Tuesday, April 28, 2015

Regression Analysis

Part 1:


Question: A study on crime rates and poverty was conducted for Town X.  The local news station got a hold of some data and made a claim that as the number of kids that get free lunches increase so does crime.  You feel this might a bit silly so you run a regression equation with the given data. Using SPSS to do you regression, determine if the news is correct?    What percentage of persons will get free lunch with a crime rate of 79.7?  How confident are you in your results?  Provide the data and a response addressing these questions.    

In this particular scenario, the null hypothesis states that there is no linear relationship between free lunches and crime rate.
On the other hand, the alternate hypothesis states that there is a linear relationship between the number of free lunches given out at schools and the crime rate. 


Figure 1 shows the results of the linear regression performed in SPSS. Using the Unstarndardized Coefficient values we are able to determine the regression equation. In this case the equation constant is equal to 21.819 and the regression coefficient is equal to 1.685. Therefore, based on the data provided, there does appear to be a positive linear relationship between between number of free lunches and crime rate. 

In order to determine the number of people who will be getting a free lunch if there is a crime rate of 79.7 we need to solve the regression equation for x as shown below.
y=a+bx
where,
y=79.7
a=21.819
b=1.685
So,
79.7=21.819+1.685x
and,
x= 34.351


Therefore, if there is a crime rate of 79.7 the expected number of people getting free lunches will be 34.351.


Figure 1  Results of the linear regression performed in SPSS. 



    Although coefficient of determination (R-squared) is extremely low in this case, which signifies that the model is not a good predictor of the what is actually occurring. However, when plotting the data on a scatterplot (Figure 2) one can see that the majority of have small residuals. There is one exception that causes the coefficient of determination to be be so small. If that particular sample had not been collected, or if more samples had been collected in total, the affects of that one outlier would not have played such a role in reducing the R-squared value (Central Limit Theorem). 

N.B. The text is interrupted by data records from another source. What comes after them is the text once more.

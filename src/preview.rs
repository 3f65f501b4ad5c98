//! Open a rendered video in the platform's default player

use std::path::Path;
use std::process::{Command, ExitStatus, Stdio};
use std::thread::JoinHandle;

/// Program and leading arguments that open a file on this platform
fn opener() -> (&'static str, &'static [&'static str]) {
    if cfg!(target_os = "macos") {
        ("open", &[])
    } else if cfg!(target_os = "windows") {
        ("cmd", &["/C", "start", ""])
    } else {
        ("xdg-open", &[])
    }
}

/// Launch the player without waiting for it
pub fn open_video(path: &Path) -> std::io::Result<()> {
    let (program, args) = opener();
    log::info!("Opening {} with {}", path.display(), program);
    spawn_detached(program, args, path).map(|_| ())
}

/// Spawn `program args.. path` and reap it on a background thread, so a
/// long chat session does not collect zombie openers
fn spawn_detached(program: &str, args: &[&str], path: &Path) -> std::io::Result<JoinHandle<Option<ExitStatus>>> {
    let mut child = Command::new(program)
        .args(args)
        .arg(path)
        .stdin(Stdio::null())
        .stdout(Stdio::null())
        .stderr(Stdio::null())
        .spawn()?;

    let program = program.to_string();
    Ok(std::thread::spawn(move || match child.wait() {
        Ok(status) => {
            log::debug!("{} exited with {}", program, status);
            Some(status)
        }
        Err(e) => {
            log::debug!("Failed to wait for {}: {}", program, e);
            None
        }
    }))
}
//! Failure classification for render diagnostics.
//!
//! A failed render only carries the engine's exit status and raw output. This
//! module maps that text onto a small set of failure kinds, each with a
//! corrective hint that is fed back to the generator on the next attempt.
//! Everything here is a pure function of the diagnostic text.

mod excerpt;

pub use excerpt::{environment_problem, excerpt};

use std::time::Duration;

use serde::{Deserialize, Serialize};

/// Why a render failed
#[derive(Debug, Clone, Copy, PartialEq, Eq, Hash, Serialize, Deserialize)]
#[serde(rename_all = "snake_case")]
pub enum FailureKind {
    SyntaxError,
    UndefinedSymbol,
    RuntimeException,
    Timeout,
    Unknown,
}

impl FailureKind {
    pub fn as_str(&self) -> &'static str {
        match self {
            FailureKind::SyntaxError => "syntax_error",
            FailureKind::UndefinedSymbol => "undefined_symbol",
            FailureKind::RuntimeException => "runtime_exception",
            FailureKind::Timeout => "timeout",
            FailureKind::Unknown => "unknown",
        }
    }

    /// Human-readable label used in prompts and terminal output
    pub fn label(&self) -> &'static str {
        match self {
            FailureKind::SyntaxError => "syntax error",
            FailureKind::UndefinedSymbol => "undefined symbol",
            FailureKind::RuntimeException => "runtime exception",
            FailureKind::Timeout => "timeout",
            FailureKind::Unknown => "unknown failure",
        }
    }

    /// Kinds a code change can plausibly fix
    pub fn is_auto_fixable(&self) -> bool {
        matches!(
            self,
            FailureKind::SyntaxError | FailureKind::UndefinedSymbol | FailureKind::RuntimeException
        )
    }

    fn hint(&self) -> &'static str {
        match self {
            FailureKind::SyntaxError => {
                "The previous code failed to parse. Correct the syntax error shown above and check indentation, brackets and string quotes."
            }
            FailureKind::UndefinedSymbol => {
                "The previous code used a name, attribute or module that does not exist. Import or define it, or replace it with the correct Manim v0.18+ API."
            }
            FailureKind::RuntimeException => {
                "The previous code raised an exception while rendering. Fix the failing call shown in the traceback."
            }
            FailureKind::Timeout => {
                "Rendering exceeded the time limit. Reduce the number of objects, animations and total run time."
            }
            FailureKind::Unknown => {
                "The previous code failed to render without a clear error. Review it for mistakes and return a corrected version."
            }
        }
    }
}

impl std::fmt::Display for FailureKind {
    fn fmt(&self, f: &mut std::fmt::Formatter<'_>) -> std::fmt::Result {
        write!(f, "{}", self.label())
    }
}

/// Result of classifying one diagnostic
#[derive(Debug, Clone, PartialEq, Eq)]
pub struct Classification {
    pub kind: FailureKind,
    pub hint: String,
}

const SYNTAX_MARKERS: &[&str] = &[
    "SyntaxError",
    "IndentationError",
    "TabError",
    "invalid syntax",
    "unexpected EOF",
    "unterminated string literal",
    "unmatched ')'",
    "was never closed",
];

const UNDEFINED_MARKERS: &[&str] = &[
    "is not defined",
    "NameError",
    "UnboundLocalError",
    "cannot import name",
    "No module named",
    "has no attribute",
];

const TIMEOUT_PREFIX: &str = "TIMEOUT:";

const TIMEOUT_MARKERS: &[&str] = &["timed out", "wall-clock limit"];

const RUNTIME_MARKERS: &[&str] = &["Traceback", "Error", "Exception"];

fn contains_any(text: &str, markers: &[&str]) -> bool {
    markers.iter().any(|m| text.contains(m))
}

/// Classify a failed render's diagnostic text.
///
/// Patterns are checked in priority order: parse errors, unresolved names,
/// wall-clock timeouts, any other stack trace, then `Unknown`. Empty text is
/// `Unknown`.
pub fn classify(diagnostic: &str) -> Classification {
    let kind = if diagnostic.trim().is_empty() {
        FailureKind::Unknown
    } else if contains_any(diagnostic, SYNTAX_MARKERS) {
        FailureKind::SyntaxError
    } else if contains_any(diagnostic, UNDEFINED_MARKERS) {
        FailureKind::UndefinedSymbol
    } else if diagnostic.trim_start().starts_with(TIMEOUT_PREFIX) || contains_any(diagnostic, TIMEOUT_MARKERS) {
        FailureKind::Timeout
    } else if contains_any(diagnostic, RUNTIME_MARKERS) {
        FailureKind::RuntimeException
    } else {
        FailureKind::Unknown
    };

    log::debug!("classify: {} ({} bytes of diagnostic)", kind.as_str(), diagnostic.len());

    Classification {
        kind,
        hint: kind.hint().to_string(),
    }
}

/// Diagnostic text for a render killed at the wall-clock limit
pub fn timeout_diagnostic(limit: Duration, output: &str) -> String {
    let mut text = format!("{} render exceeded the {:?} wall-clock limit and was killed", TIMEOUT_PREFIX, limit);
    if !output.trim().is_empty() {
        text.push_str("\n\n");
        text.push_str(output);
    }
    text
}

Figure 2  Scatterplot showing the residuals, strength of the model, and the regression equation of the trend line. 


Part 2:

Introduction

    It is important to determine where students are attending school and the factors that aide in their decision. This can be used by each university to try to increase attendance in certain areas. This exercise is aimed at determining significant variables that affect attendance at UW-Eau Claire and UW-Platteville. The main variables that are used include population/distance from each university, percent of each county with a BS degree, and median household income. One would think that all three of these variables play a large role in determining where students will choose to go to college. Significance or each variable is determined by running linear regression of the variables for the two schools. The residuals for each significant variable will then be mapped to show which areas have higher then expected attendance.


Methods

    Regression analysis will be used to determine which variables play a significant role in determining where students go for their undergraduate education. In this exercise several variables are provided. The variables provided include, the population attending each University of Wisconsin branch from each county, the distance of each county from the individual universities, the total population of each county, the percent population with a BS degree for each county, the number of residents between the ages of 18-24 per county, and the median household income for each county.

    The first in the regression analysis is to normalize the population data. This is done by dividing the total number of residents per county by the distance away from the individual university. This process will remove any bias for counties will large populations. Next, the regression analysis will be performed in SPSS. For two different schools (UW-Eau Claire and UW-Platteville), the population attending the univeristy will be set as the dependent variable and regression will be run for the population/distance, percent BS degree, and median household income variables (totaling six). This regression will provide details about which variables are significant at the 95% confidence level (Figure 1-6).

   After determining which variables play a significant role in university enrollment, another regression analysis will be performed. This time, the values of the residuals will be added to the tabular data. The table will then be exported into ArcMap. Finally, the residuals for the four significant variables will be mapped (Figure 7-10). 


Results

   After the regression analysis was performed on the three variables for each school, the variables that play a significant role are obvious. For the University of Wisconsin-Eau Claire, median household income has a significant value of .104 and is therefore not statistically significant based on a 95% confidence level (Figure 1). The percent population of each county with a BS degree does play a significant role in attendance at UWEC with a significance value of .003 (Figure 2). Finally, population/distance is highly significant in determining the enrollment at UWEC (Figure 3).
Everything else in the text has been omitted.